**Data shown:**
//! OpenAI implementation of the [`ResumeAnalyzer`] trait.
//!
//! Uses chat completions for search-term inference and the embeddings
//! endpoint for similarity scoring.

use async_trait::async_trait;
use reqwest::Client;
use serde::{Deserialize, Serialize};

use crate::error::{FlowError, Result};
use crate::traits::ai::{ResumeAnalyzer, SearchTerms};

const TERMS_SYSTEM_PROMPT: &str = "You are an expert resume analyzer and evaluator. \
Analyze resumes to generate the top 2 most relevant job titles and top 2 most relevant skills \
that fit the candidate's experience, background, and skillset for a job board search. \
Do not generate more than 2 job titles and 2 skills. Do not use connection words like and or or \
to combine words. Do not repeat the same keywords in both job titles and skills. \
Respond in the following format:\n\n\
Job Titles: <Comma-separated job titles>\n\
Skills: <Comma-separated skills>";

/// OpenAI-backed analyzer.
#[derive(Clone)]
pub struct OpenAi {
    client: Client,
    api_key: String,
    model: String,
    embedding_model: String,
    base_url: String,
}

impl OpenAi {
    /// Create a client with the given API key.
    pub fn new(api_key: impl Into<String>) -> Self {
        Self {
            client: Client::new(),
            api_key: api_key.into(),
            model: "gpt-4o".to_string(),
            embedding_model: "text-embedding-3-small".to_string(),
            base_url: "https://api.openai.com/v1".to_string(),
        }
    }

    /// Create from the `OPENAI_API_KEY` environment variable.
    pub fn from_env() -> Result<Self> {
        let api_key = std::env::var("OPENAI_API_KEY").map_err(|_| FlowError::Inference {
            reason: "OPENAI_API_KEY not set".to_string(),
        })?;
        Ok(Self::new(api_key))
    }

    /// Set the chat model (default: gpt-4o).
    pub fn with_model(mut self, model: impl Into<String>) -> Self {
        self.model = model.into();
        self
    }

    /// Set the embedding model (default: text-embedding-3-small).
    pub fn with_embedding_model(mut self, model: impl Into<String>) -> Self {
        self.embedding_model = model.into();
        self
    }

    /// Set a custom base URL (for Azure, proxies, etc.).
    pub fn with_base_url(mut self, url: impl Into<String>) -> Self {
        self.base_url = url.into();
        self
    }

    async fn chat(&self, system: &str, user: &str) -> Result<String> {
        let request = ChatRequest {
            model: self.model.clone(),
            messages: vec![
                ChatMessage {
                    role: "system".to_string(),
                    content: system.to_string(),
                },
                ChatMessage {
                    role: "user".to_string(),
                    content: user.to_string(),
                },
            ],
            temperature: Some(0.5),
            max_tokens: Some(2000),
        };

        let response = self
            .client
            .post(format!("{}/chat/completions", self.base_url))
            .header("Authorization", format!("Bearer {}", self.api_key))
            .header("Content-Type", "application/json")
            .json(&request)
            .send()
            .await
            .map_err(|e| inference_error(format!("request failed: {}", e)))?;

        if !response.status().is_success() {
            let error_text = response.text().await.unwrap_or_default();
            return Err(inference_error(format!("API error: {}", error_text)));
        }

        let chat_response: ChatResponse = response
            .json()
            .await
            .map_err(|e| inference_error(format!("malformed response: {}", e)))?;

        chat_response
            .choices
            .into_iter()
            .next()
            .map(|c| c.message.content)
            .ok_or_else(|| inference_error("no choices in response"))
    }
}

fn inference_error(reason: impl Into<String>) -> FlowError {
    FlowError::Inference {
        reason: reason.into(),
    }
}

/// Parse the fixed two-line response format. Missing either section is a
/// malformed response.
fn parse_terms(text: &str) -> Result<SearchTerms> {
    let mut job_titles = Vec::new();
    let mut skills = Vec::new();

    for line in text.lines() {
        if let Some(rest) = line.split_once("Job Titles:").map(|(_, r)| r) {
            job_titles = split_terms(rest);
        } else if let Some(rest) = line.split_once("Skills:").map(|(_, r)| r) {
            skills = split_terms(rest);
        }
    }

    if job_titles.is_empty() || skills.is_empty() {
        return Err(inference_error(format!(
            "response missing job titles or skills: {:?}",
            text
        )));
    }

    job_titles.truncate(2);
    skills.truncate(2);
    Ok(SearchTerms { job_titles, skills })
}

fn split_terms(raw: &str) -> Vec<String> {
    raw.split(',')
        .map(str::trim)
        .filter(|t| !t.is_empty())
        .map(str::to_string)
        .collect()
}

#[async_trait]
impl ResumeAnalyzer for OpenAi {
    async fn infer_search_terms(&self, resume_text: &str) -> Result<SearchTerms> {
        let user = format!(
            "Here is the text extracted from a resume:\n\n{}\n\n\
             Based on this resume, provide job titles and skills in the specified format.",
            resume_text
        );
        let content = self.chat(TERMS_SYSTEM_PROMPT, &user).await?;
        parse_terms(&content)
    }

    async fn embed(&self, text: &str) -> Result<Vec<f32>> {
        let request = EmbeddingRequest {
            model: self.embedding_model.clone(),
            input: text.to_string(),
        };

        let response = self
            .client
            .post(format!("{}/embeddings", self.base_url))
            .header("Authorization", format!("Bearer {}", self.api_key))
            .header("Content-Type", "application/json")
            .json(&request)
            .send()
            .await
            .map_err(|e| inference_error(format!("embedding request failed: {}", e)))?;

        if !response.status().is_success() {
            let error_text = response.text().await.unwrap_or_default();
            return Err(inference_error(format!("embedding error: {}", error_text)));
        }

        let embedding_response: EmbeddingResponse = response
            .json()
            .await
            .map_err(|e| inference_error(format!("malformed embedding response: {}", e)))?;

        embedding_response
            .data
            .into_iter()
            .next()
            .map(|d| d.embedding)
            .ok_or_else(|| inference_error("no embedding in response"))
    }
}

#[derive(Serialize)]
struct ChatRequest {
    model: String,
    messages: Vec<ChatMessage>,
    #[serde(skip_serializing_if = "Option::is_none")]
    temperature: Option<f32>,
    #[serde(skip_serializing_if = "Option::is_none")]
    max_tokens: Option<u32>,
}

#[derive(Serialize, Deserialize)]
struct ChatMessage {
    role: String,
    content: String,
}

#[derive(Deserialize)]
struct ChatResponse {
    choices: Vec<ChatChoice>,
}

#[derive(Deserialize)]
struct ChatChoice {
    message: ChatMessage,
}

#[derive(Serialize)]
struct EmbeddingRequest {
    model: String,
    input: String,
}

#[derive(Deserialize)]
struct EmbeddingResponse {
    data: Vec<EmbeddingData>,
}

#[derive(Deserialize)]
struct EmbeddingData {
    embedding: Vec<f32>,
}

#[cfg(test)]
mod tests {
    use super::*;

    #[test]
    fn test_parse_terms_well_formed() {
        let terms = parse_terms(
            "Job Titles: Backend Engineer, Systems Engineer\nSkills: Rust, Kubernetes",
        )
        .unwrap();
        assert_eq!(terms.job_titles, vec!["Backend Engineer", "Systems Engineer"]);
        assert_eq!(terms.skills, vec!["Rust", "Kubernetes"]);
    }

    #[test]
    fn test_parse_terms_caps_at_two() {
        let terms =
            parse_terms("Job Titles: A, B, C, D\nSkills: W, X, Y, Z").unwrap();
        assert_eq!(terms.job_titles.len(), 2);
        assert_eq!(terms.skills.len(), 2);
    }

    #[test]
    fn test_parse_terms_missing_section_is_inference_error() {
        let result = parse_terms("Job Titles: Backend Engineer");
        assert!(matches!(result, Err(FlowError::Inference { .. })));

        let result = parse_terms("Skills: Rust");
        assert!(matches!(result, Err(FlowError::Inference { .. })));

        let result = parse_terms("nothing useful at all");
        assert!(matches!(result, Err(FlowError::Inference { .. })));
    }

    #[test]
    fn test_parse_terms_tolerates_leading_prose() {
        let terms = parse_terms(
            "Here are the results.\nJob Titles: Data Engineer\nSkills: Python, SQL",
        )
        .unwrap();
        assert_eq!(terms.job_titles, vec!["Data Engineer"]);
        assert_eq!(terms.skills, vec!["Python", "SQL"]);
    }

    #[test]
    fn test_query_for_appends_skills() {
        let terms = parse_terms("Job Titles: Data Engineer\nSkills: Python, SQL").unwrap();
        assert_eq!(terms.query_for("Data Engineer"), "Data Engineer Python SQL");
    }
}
---
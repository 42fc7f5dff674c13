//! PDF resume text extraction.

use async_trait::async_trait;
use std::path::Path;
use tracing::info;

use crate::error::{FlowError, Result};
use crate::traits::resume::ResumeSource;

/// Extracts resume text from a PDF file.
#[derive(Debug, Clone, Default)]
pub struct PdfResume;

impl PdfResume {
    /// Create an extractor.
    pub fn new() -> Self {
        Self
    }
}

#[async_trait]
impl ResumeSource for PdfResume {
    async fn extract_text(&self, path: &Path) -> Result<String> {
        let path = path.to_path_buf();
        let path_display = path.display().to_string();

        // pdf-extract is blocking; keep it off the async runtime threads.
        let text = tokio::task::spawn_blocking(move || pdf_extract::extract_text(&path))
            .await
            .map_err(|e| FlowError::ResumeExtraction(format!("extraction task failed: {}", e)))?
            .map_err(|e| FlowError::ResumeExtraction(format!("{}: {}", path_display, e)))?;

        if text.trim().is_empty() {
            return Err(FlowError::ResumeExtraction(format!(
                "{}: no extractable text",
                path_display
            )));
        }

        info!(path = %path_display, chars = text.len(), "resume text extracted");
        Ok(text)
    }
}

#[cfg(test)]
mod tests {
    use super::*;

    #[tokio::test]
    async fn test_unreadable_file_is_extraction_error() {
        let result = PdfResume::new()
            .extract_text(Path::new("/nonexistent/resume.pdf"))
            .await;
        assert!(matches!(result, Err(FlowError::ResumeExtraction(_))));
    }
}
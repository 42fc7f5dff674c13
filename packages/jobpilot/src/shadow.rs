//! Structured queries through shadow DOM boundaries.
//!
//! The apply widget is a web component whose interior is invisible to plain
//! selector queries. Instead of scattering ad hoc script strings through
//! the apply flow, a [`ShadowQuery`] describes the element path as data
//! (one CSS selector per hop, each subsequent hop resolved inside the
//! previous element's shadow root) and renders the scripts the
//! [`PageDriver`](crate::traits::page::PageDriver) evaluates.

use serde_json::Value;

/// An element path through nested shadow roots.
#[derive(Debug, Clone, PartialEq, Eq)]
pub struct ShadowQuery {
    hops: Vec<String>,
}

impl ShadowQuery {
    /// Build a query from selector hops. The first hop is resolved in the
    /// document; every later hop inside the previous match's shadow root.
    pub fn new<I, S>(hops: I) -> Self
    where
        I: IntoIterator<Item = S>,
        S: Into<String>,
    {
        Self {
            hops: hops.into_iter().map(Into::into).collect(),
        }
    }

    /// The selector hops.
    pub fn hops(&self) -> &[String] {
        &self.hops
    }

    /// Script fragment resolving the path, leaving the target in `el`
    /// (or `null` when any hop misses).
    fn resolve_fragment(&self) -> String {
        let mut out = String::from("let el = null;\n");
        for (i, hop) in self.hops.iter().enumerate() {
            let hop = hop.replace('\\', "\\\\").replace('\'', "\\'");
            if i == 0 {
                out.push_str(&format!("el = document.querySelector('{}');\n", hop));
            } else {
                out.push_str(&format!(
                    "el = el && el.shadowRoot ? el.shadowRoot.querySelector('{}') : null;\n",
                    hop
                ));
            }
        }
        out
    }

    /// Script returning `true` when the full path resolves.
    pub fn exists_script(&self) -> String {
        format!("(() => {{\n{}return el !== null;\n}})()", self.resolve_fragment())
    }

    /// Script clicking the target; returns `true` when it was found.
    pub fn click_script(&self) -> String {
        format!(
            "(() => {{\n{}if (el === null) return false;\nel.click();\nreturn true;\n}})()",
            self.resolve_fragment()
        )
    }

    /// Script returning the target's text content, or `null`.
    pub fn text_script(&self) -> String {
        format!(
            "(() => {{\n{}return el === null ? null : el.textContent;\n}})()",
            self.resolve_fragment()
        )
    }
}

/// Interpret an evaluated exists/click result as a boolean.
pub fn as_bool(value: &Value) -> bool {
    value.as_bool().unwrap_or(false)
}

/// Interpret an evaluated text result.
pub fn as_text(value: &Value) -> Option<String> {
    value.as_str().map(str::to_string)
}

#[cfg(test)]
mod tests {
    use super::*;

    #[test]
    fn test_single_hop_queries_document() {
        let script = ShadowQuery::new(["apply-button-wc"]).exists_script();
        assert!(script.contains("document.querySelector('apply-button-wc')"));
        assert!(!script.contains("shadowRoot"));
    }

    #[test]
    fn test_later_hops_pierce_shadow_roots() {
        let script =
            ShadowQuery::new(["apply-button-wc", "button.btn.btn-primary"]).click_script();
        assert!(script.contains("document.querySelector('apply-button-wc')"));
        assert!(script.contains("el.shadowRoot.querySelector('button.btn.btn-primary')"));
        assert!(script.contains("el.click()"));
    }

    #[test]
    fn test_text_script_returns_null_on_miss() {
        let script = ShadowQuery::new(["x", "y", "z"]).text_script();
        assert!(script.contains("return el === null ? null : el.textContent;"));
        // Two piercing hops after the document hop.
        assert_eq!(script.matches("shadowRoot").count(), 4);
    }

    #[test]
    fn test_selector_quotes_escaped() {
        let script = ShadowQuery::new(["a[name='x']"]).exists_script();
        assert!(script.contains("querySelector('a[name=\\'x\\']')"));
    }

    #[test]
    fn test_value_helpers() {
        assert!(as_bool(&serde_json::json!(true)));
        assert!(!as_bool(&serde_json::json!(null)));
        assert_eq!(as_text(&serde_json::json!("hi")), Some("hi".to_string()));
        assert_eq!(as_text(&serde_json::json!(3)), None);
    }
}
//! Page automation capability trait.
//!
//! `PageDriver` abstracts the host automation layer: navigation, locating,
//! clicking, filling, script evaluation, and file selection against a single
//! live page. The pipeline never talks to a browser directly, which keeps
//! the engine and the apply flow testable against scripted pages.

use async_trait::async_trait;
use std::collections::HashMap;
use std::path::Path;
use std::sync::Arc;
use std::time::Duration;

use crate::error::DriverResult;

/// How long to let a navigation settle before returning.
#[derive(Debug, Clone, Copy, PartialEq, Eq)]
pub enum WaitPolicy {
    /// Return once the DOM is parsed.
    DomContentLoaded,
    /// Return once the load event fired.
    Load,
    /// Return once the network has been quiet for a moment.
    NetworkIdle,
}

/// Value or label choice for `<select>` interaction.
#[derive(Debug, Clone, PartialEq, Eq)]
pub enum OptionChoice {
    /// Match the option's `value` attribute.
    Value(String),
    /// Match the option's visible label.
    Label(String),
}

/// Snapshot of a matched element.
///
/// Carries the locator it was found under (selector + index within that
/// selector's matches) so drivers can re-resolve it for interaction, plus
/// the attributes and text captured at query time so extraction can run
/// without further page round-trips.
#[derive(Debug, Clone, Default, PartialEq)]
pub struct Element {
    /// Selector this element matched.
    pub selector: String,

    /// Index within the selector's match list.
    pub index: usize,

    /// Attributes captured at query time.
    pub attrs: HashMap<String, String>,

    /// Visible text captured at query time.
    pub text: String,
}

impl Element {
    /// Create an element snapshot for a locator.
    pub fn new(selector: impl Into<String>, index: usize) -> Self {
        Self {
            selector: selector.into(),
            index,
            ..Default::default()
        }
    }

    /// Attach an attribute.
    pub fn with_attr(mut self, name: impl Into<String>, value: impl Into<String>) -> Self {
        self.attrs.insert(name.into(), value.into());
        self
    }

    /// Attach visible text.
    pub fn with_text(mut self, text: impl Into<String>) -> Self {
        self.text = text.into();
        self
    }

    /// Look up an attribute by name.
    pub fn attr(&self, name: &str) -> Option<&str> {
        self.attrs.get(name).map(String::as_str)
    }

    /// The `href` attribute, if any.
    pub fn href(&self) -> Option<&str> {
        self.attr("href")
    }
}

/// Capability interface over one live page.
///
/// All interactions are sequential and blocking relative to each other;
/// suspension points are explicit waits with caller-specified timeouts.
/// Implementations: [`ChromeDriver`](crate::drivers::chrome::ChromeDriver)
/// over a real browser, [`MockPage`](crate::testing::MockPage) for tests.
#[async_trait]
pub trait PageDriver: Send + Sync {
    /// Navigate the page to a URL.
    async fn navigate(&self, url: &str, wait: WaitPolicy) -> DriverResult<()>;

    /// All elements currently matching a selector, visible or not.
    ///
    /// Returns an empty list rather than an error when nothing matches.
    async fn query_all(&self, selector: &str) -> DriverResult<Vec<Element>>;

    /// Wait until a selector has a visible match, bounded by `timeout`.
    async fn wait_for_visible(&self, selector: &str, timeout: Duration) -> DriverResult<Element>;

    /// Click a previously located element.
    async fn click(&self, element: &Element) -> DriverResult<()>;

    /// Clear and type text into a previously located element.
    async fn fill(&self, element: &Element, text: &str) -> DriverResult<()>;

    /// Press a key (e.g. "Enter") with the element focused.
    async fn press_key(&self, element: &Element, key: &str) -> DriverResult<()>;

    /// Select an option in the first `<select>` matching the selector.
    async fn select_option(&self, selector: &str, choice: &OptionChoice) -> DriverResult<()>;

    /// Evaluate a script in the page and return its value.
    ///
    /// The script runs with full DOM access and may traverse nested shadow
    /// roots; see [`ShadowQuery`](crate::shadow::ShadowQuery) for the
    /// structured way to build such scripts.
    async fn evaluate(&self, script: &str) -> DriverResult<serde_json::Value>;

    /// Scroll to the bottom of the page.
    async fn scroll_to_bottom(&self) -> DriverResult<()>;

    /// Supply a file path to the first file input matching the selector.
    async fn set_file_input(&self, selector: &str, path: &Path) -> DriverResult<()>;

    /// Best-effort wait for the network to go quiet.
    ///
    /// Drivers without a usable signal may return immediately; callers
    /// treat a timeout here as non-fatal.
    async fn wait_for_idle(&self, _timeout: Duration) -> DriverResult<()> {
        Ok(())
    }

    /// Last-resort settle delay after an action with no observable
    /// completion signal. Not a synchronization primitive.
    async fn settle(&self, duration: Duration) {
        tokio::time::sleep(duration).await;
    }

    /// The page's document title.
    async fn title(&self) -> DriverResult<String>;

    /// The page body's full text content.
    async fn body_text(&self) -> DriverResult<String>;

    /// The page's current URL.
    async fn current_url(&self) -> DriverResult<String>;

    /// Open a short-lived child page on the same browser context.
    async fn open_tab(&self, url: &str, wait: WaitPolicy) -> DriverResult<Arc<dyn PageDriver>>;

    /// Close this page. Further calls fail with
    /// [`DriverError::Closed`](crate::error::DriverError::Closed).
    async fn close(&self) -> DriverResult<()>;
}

**Task to complete:**
Among the records above, a stretch begins at the line containing "async fn set_file_input(&self, selector: &str, path: &Path)" and ends at the line containing "here as non-fatal.". Restate that stretch word for word, and nothing else.

**Task solution:**
    async fn set_file_input(&self, selector: &str, path: &Path) -> DriverResult<()>;

    /// Best-effort wait for the network to go quiet.
    ///
    /// Drivers without a usable signal may return immediately; callers
    /// treat a timeout here as non-fatal.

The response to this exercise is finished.